DELAYED FLUORESCENCE AND THE REVERSAL OF PRIMARY PHOTOCHEMISTRY IN RHODOPSEUDOMONAS VIRIDIS

Abstract— Delayed fluorescence from chromatophores of the photosynthetic bacterium Rhodopseudomonas viridis was measured at temperatures below 0°C. A component with a decay half-time of about 7 ms was found. Its intensity was directly proportional to the number of reaction centers in the P985⁺·A^- state. During prolonged illumination it faded as electrons moved forward along the electron transport chain from the primary acceptor, A, (P985⁺·A^-→P985⁺·A), and its decay in the dark paralleled the disappearence of the P985⁺ electron paramagnetic resonance absorption.

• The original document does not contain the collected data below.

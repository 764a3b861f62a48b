//! Trace-file reader with one-element lookahead (spec §4.1).

use std::io::{BufRead, BufReader, Read};

use tracing::warn;

use crate::common::SimError;
use crate::request::{OpKind, Request};

/// Reads whitespace-separated trace lines of the form
/// `<cpu_cycle_decimal> <op_code 0|1|2> <address_hex>`, holding at most one
/// parsed-but-unread request.
///
/// Malformed lines and out-of-range addresses are reported to the caller
/// (who logs and skips them, per spec §7's `ParseError`/`AddressOutOfRange`
/// recovery policy) rather than aborting the read.
pub struct TraceReader<R> {
    lines: std::io::Lines<BufReader<R>>,
    rows_per_bank: u32,
    lookahead: Option<Request>,
    at_eof: bool,
    next_line_no: usize,
}

impl<R: Read> TraceReader<R> {
    /// Wraps `source` as a trace reader, immediately priming the lookahead
    /// slot. `rows_per_bank` bounds the decoded row field.
    #[must_use]
    pub fn new(source: R, rows_per_bank: u32) -> Self {
        let mut reader = Self {
            lines: BufReader::new(source).lines(),
            rows_per_bank,
            lookahead: None,
            at_eof: false,
            next_line_no: 1,
        };
        reader.prep_next();
        reader
    }

    /// Pulls lines until one parses cleanly or the file is exhausted.
    /// Malformed lines are logged and skipped, matching the specification's
    /// "report to stderr; line skipped; simulation continues" policy.
    fn prep_next(&mut self) {
        loop {
            let Some(line) = self.lines.next() else {
                self.at_eof = true;
                self.lookahead = None;
                return;
            };
            let line_no = self.next_line_no;
            self.next_line_no += 1;
            let line = match line {
                Ok(line) => line,
                Err(err) => {
                    warn!(component = "trace", line = line_no, error = %err, "failed to read trace line");
                    continue;
                }
            };
            if line.trim().is_empty() {
                continue;
            }
            match parse_line(&line, line_no, self.rows_per_bank) {
                Ok(request) => {
                    self.lookahead = Some(request);
                    return;
                }
                Err(err) => {
                    warn!(component = "trace", text = %line, error = %err, "skipping trace line");
                }
            }
        }
    }

    /// Returns the arrival cycle of the held-but-unread request, or `None`
    /// at EOF.
    #[must_use]
    pub fn peek_next_time(&self) -> Option<u64> {
        self.lookahead.as_ref().map(|r| r.t_arrive)
    }

    /// Whether the reader has exhausted the trace and has no request held.
    #[must_use]
    pub fn is_eof(&self) -> bool {
        self.at_eof && self.lookahead.is_none()
    }

    /// Returns the held request if its arrival time is `≤ now`, advancing
    /// the lookahead to the next parsed line. Returns `None` without
    /// advancing if the held request has not yet arrived, or the reader is
    /// at EOF.
    pub fn take_if_ready(&mut self, now: u64) -> Option<Request> {
        let ready = matches!(&self.lookahead, Some(req) if req.t_arrive <= now);
        if !ready {
            return None;
        }
        let request = self.lookahead.take();
        self.prep_next();
        request
    }
}

fn parse_line(line: &str, line_no: usize, rows_per_bank: u32) -> Result<Request, SimError> {
    let mut fields = line.split_whitespace();
    let (Some(cycle), Some(code), Some(addr), None) =
        (fields.next(), fields.next(), fields.next(), fields.next())
    else {
        return Err(SimError::ParseError {
            line: line_no,
            reason: "expected exactly 3 whitespace-separated fields".to_string(),
        });
    };

    let t_arrive: u64 = cycle.parse().map_err(|_| SimError::ParseError {
        line: line_no,
        reason: "cpu_cycle field is not a valid decimal integer".to_string(),
    })?;
    let code: u8 = code.parse().map_err(|_| SimError::ParseError {
        line: line_no,
        reason: "op_code field is not a valid integer".to_string(),
    })?;
    let kind = OpKind::from_code(code).ok_or_else(|| SimError::ParseError {
        line: line_no,
        reason: format!("op_code {code} is not one of 0, 1, 2"),
    })?;
    let addr_digits = addr.strip_prefix("0x").unwrap_or(addr);
    let address = u64::from_str_radix(addr_digits, 16).map_err(|_| SimError::ParseError {
        line: line_no,
        reason: "address field is not valid hexadecimal".to_string(),
    })?;

    let request = Request::new(t_arrive, kind, address);
    if request.row() >= rows_per_bank {
        return Err(SimError::AddressOutOfRange {
            line: line_no,
            row: request.row(),
            rows_per_bank,
        });
    }
    Ok(request)
}

#[cfg(test)]
mod tests {
    use super::*;
    use std::io::Cursor;

    fn reader(contents: &str) -> TraceReader<Cursor<&[u8]>> {
        TraceReader::new(Cursor::new(contents.as_bytes()), 1 << 15)
    }

    #[test]
    fn parses_wellformed_lines_in_order() {
        let mut r = reader("0 0 0x0\n10 1 0x8\n");
        assert_eq!(r.peek_next_time(), Some(0));
        let first = r.take_if_ready(0).unwrap();
        assert_eq!(first.kind, OpKind::Read);
        assert_eq!(r.peek_next_time(), Some(10));
        assert!(r.take_if_ready(5).is_none());
        let second = r.take_if_ready(10).unwrap();
        assert_eq!(second.kind, OpKind::Write);
        assert!(r.is_eof());
    }

    #[test]
    fn skips_malformed_and_out_of_range_lines() {
        let mut r = reader("garbage line\n0 5 0x1\n0 0 0x800000\n1 0 0x8\n");
        let req = r.take_if_ready(1).unwrap();
        assert_eq!(req.t_arrive, 1);
        assert!(r.is_eof());
    }

    #[test]
    fn blank_lines_are_skipped_silently() {
        let mut r = reader("\n\n0 2 0x0\n");
        assert_eq!(r.peek_next_time(), Some(0));
    }

    #[test]
    fn empty_trace_is_immediately_eof() {
        let r = reader("");
        assert!(r.is_eof());
        assert_eq!(r.peek_next_time(), None);
    }
}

The data suggest that this component of delayed fluorescence results from a direct reversal of the primary light reaction. While the rate of the P985⁺middot;A^-→P985·A reaction was almost independent of temperature, delayed fluorescence intensity displayed an apparent activation energy of 0°2 eV. It is concluded that the P985⁺·A^-→P985·A reaction proceeds by parallel radiative and nonradiative routes. The direct proportionality between delayed fluorescence and the concentration of P985⁺·A^- pairs seems to preclude an involvement of triplet-triplet annihilation or dependence of delayed fluorescence upon the variable prompt fluorescence yield.